WHAT THIS TASK INVOLVES | Could you print out every entry, character for character?

----- EXTRACTED RECORDS

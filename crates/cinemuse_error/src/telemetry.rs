//! Telemetry initialization error types.

/// Error type for tracing subscriber registration.
///
/// # Examples
///
/// ```
/// use cinemuse_error::TelemetryError;
///
/// let err = TelemetryError::new("a global default subscriber has already been set");
/// assert!(format!("{}", err).contains("already been set"));
/// ```
#[derive(Debug, Clone, derive_more::Display, derive_more::Error)]
#[display("Telemetry Error: {} at line {} in {}", message, line, file)]
pub struct TelemetryError {
    /// Description of the initialization failure
    pub message: String,
    /// Line number where the error occurred
    pub line: u32,
    /// Source file where the error occurred
    pub file: &'static str,
}

impl TelemetryError {
    /// Create a new TelemetryError with automatic location tracking.
    #[track_caller]
    pub fn new(message: impl Into<String>) -> Self {
        let location = std::panic::Location::caller();
        Self {
            message: message.into(),
            line: location.line(),
            file: location.file(),
        }
    }
}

----------

RESULT OF THE EXERCISE |
filename crates/cinemuse_error/src/telemetry.rs
//! Telemetry initialization error types.

/// Error type for tracing subscriber registration.
///
/// # Examples
///
/// ```
/// use cinemuse_error::TelemetryError;
///
/// let err = TelemetryError::new("a global default subscriber has already been set");
/// assert!(format!("{}", err).contains("already been set"));
/// ```
#[derive(Debug, Clone, derive_more::Display, derive_more::Error)]
#[display("Telemetry Error: {} at line {} in {}", message, line, file)]
pub struct TelemetryError {
    /// Description of the initialization failure
    pub message: String,
    /// Line number where the error occurred
    pub line: u32,
    /// Source file where the error occurred
    pub file: &'static str,
}

impl TelemetryError {
    /// Create a new TelemetryError with automatic location tracking.
    #[track_caller]
    pub fn new(message: impl Into<String>) -> Self {
        let location = std::panic::Location::caller();
        Self {
            message: message.into(),
            line: location.line(),
            file: location.file(),
        }
    }
}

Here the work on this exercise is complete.